▸ **WHAT YOU HAVE TO DO**
Below are entries; tally how many lines hold the string "symbol" and answer with only that figure.

(INPUT)

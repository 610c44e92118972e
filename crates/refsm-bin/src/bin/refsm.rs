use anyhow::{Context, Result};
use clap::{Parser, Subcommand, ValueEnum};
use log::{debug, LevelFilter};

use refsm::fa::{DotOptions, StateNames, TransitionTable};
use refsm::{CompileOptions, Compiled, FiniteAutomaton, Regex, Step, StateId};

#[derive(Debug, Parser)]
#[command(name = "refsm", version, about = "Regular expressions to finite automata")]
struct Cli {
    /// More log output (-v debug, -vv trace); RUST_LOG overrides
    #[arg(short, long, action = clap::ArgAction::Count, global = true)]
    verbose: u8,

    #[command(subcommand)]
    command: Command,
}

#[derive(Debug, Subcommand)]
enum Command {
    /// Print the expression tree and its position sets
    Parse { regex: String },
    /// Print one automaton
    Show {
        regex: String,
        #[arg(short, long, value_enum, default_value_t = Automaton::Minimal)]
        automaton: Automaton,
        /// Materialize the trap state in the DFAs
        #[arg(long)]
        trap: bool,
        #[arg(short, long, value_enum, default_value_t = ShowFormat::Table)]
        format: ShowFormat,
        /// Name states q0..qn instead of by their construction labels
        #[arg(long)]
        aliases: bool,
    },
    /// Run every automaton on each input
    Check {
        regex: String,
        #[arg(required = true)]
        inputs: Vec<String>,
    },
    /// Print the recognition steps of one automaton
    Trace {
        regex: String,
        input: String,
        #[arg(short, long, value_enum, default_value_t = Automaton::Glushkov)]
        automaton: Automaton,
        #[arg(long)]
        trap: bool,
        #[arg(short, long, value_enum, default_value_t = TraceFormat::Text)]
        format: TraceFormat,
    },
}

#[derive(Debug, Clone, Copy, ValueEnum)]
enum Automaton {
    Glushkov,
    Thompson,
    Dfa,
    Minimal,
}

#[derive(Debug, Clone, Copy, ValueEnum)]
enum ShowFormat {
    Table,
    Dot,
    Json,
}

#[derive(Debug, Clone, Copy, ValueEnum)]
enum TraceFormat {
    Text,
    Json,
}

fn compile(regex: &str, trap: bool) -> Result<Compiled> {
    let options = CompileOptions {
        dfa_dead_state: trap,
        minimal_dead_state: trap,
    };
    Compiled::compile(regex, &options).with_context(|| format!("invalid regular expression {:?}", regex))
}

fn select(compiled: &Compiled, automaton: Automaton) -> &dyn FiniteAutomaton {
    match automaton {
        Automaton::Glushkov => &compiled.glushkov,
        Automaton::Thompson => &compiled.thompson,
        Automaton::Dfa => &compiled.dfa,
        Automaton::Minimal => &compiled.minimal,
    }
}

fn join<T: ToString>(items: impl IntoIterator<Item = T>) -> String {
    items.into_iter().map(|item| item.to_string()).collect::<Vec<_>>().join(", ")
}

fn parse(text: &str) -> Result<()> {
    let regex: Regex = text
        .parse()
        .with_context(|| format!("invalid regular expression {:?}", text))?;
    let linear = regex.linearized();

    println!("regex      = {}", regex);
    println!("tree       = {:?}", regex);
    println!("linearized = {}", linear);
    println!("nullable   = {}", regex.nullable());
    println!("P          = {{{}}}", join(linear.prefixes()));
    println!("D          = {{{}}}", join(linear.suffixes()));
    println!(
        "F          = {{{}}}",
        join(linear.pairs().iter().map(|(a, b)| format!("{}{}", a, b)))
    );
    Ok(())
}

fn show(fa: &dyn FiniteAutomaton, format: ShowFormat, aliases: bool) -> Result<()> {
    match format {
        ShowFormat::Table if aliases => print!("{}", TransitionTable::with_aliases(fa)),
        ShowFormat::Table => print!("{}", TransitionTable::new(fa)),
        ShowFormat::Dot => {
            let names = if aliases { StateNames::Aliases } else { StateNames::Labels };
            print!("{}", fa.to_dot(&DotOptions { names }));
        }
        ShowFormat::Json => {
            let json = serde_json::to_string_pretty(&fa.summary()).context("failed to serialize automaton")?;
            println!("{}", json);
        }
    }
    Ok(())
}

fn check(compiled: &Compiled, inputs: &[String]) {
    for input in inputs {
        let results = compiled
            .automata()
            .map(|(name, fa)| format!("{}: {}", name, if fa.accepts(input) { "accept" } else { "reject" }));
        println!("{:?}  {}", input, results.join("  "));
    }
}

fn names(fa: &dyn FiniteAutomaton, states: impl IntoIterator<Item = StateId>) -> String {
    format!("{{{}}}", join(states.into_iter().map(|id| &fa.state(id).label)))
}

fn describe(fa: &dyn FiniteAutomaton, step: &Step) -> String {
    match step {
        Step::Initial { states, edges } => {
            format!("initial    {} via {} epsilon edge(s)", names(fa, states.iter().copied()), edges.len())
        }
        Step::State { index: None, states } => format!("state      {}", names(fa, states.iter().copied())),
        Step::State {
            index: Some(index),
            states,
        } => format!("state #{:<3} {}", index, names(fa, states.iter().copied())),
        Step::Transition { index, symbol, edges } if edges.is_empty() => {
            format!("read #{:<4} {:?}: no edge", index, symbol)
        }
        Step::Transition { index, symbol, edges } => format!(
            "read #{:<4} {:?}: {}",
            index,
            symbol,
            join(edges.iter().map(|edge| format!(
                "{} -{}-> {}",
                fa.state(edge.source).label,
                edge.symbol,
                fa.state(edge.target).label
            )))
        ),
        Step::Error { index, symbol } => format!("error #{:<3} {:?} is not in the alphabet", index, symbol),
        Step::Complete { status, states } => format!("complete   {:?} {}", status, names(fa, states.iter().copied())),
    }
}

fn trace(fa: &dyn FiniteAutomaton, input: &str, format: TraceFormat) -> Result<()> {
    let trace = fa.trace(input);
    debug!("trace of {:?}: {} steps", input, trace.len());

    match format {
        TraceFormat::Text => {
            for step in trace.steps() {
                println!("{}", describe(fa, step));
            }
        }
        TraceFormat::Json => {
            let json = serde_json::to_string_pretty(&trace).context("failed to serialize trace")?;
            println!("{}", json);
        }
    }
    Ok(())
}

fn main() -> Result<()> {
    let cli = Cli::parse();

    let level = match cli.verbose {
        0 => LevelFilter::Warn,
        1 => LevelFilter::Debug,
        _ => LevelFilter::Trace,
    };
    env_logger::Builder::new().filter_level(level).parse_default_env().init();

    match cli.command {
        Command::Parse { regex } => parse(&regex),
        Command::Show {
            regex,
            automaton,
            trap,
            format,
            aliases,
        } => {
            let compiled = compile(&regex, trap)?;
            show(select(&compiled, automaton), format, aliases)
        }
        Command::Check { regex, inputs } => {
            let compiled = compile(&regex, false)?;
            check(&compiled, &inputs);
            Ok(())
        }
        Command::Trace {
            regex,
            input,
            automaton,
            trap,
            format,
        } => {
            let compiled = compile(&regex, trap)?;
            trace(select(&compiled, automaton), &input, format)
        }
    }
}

(End INPUT)

▸ **RESPONSE BELOW**
6